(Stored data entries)

========================

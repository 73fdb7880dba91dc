//! Core traits for serial port abstraction.
//!
//! The worker only ever talks to a [`SerialTransport`] produced by a
//! [`TransportFactory`], so real hardware and the in-memory mock are
//! interchangeable. Port listing goes through [`PortEnumerator`].

use super::error::PortError;
use serde::{Deserialize, Serialize};
use std::time::Duration;

/// Configuration parameters for a serial port.
#[derive(Debug, Clone, PartialEq, Eq, Serialize, Deserialize)]
pub struct PortConfiguration {
    /// Baud rate (bits per second).
    pub baud_rate: u32,

    /// Number of data bits (5, 6, 7, or 8).
    pub data_bits: DataBits,

    /// Flow control mode.
    pub flow_control: FlowControl,

    /// Parity checking mode.
    pub parity: Parity,

    /// Number of stop bits.
    pub stop_bits: StopBits,

    /// Read timeout; the worker polls its stop flag at this cadence.
    pub timeout: Duration,
}

impl Default for PortConfiguration {
    fn default() -> Self {
        Self {
            baud_rate: 115_200,
            data_bits: DataBits::Eight,
            flow_control: FlowControl::None,
            parity: Parity::None,
            stop_bits: StopBits::One,
            timeout: Duration::from_millis(100),
        }
    }
}

/// Number of data bits per character.
#[derive(Debug, Clone, Copy, PartialEq, Eq, Serialize, Deserialize)]
#[serde(rename_all = "snake_case")]
pub enum DataBits {
    Five,
    Six,
    Seven,
    Eight,
}

impl From<DataBits> for serialport::DataBits {
    fn from(bits: DataBits) -> Self {
        match bits {
            DataBits::Five => serialport::DataBits::Five,
            DataBits::Six => serialport::DataBits::Six,
            DataBits::Seven => serialport::DataBits::Seven,
            DataBits::Eight => serialport::DataBits::Eight,
        }
    }
}

/// Flow control modes.
#[derive(Debug, Clone, Copy, PartialEq, Eq, Serialize, Deserialize)]
#[serde(rename_all = "snake_case")]
pub enum FlowControl {
    None,
    Software,
    Hardware,
}

impl From<FlowControl> for serialport::FlowControl {
    fn from(flow: FlowControl) -> Self {
        match flow {
            FlowControl::None => serialport::FlowControl::None,
            FlowControl::Software => serialport::FlowControl::Software,
            FlowControl::Hardware => serialport::FlowControl::Hardware,
        }
    }
}

/// Parity checking modes.
#[derive(Debug, Clone, Copy, PartialEq, Eq, Serialize, Deserialize)]
#[serde(rename_all = "snake_case")]
pub enum Parity {
    None,
    Odd,
    Even,
}

impl From<Parity> for serialport::Parity {
    fn from(parity: Parity) -> Self {
        match parity {
            Parity::None => serialport::Parity::None,
            Parity::Odd => serialport::Parity::Odd,
            Parity::Even => serialport::Parity::Even,
        }
    }
}

/// Number of stop bits.
#[derive(Debug, Clone, Copy, PartialEq, Eq, Serialize, Deserialize)]
#[serde(rename_all = "snake_case")]
pub enum StopBits {
    One,
    Two,
}

impl From<StopBits> for serialport::StopBits {
    fn from(bits: StopBits) -> Self {
        match bits {
            StopBits::One => serialport::StopBits::One,
            StopBits::Two => serialport::StopBits::Two,
        }
    }
}

/// An open duplex byte stream.
///
/// Owned by exactly one worker thread; never shared.
pub trait SerialTransport: Send + std::fmt::Debug {
    /// Write bytes to the port.
    ///
    /// Returns the number of bytes actually written, which may be fewer
    /// than `data.len()`.
    fn write_bytes(&mut self, data: &[u8]) -> Result<usize, PortError>;

    /// Read whatever is available into `buffer`, waiting at most the
    /// configured timeout.
    ///
    /// An empty cycle is reported either as `Ok(0)` or as an error for which
    /// [`PortError::is_timeout`] is true.
    fn read_bytes(&mut self, buffer: &mut [u8]) -> Result<usize, PortError>;

    /// Get the name/path of this serial port.
    fn name(&self) -> &str;

    /// Set the read timeout for this port.
    fn set_timeout(&mut self, timeout: Duration) -> Result<(), PortError>;

    /// Release the underlying handle. Further I/O is undefined.
    fn close(&mut self) -> Result<(), PortError> {
        Ok(())
    }
}

/// Opens transports by port name.
pub trait TransportFactory: Send + Sync + std::fmt::Debug {
    fn open(
        &self,
        port_name: &str,
        config: &PortConfiguration,
    ) -> Result<Box<dyn SerialTransport>, PortError>;
}

/// Lists the ports currently present on the system.
#[cfg_attr(test, mockall::automock)]
pub trait PortEnumerator: Send + Sync {
    /// Port names in a stable order.
    fn list_available_ports(&self) -> Result<Vec<String>, PortError>;
}

#[cfg(test)]
mod tests {
    use super::*;

    #[test]
    fn test_default_configuration() {
        let config = PortConfiguration::default();
        assert_eq!(config.baud_rate, 115_200);
        assert_eq!(config.data_bits, DataBits::Eight);
        assert_eq!(config.flow_control, FlowControl::None);
        assert_eq!(config.parity, Parity::None);
        assert_eq!(config.stop_bits, StopBits::One);
        assert_eq!(config.timeout, Duration::from_millis(100));
    }

    #[test]
    fn test_data_bits_conversion() {
        let serialport_bits: serialport::DataBits = DataBits::Seven.into();
        assert_eq!(serialport_bits, serialport::DataBits::Seven);
    }

    #[test]
    fn test_flow_control_conversion() {
        let serialport_flow: serialport::FlowControl = FlowControl::Hardware.into();
        assert_eq!(serialport_flow, serialport::FlowControl::Hardware);
    }

    #[test]
    fn test_parity_conversion() {
        let serialport_parity: serialport::Parity = Parity::Even.into();
        assert_eq!(serialport_parity, serialport::Parity::Even);
    }

    #[test]
    fn test_stop_bits_conversion() {
        let serialport_stop_bits: serialport::StopBits = StopBits::Two.into();
        assert_eq!(serialport_stop_bits, serialport::StopBits::Two);
    }

    #[test]
    fn test_enum_names_in_toml() {
        #[derive(Deserialize)]
        struct Wrapper {
            parity: Parity,
            data_bits: DataBits,
        }
        let parsed: Wrapper = toml::from_str("parity = \"odd\"\ndata_bits = \"seven\"").unwrap();
        assert_eq!(parsed.parity, Parity::Odd);
        assert_eq!(parsed.data_bits, DataBits::Seven);
    }
}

========================

About this task. Lines containing "Eight": tally them across the records above and give the total alone.

Response below. 4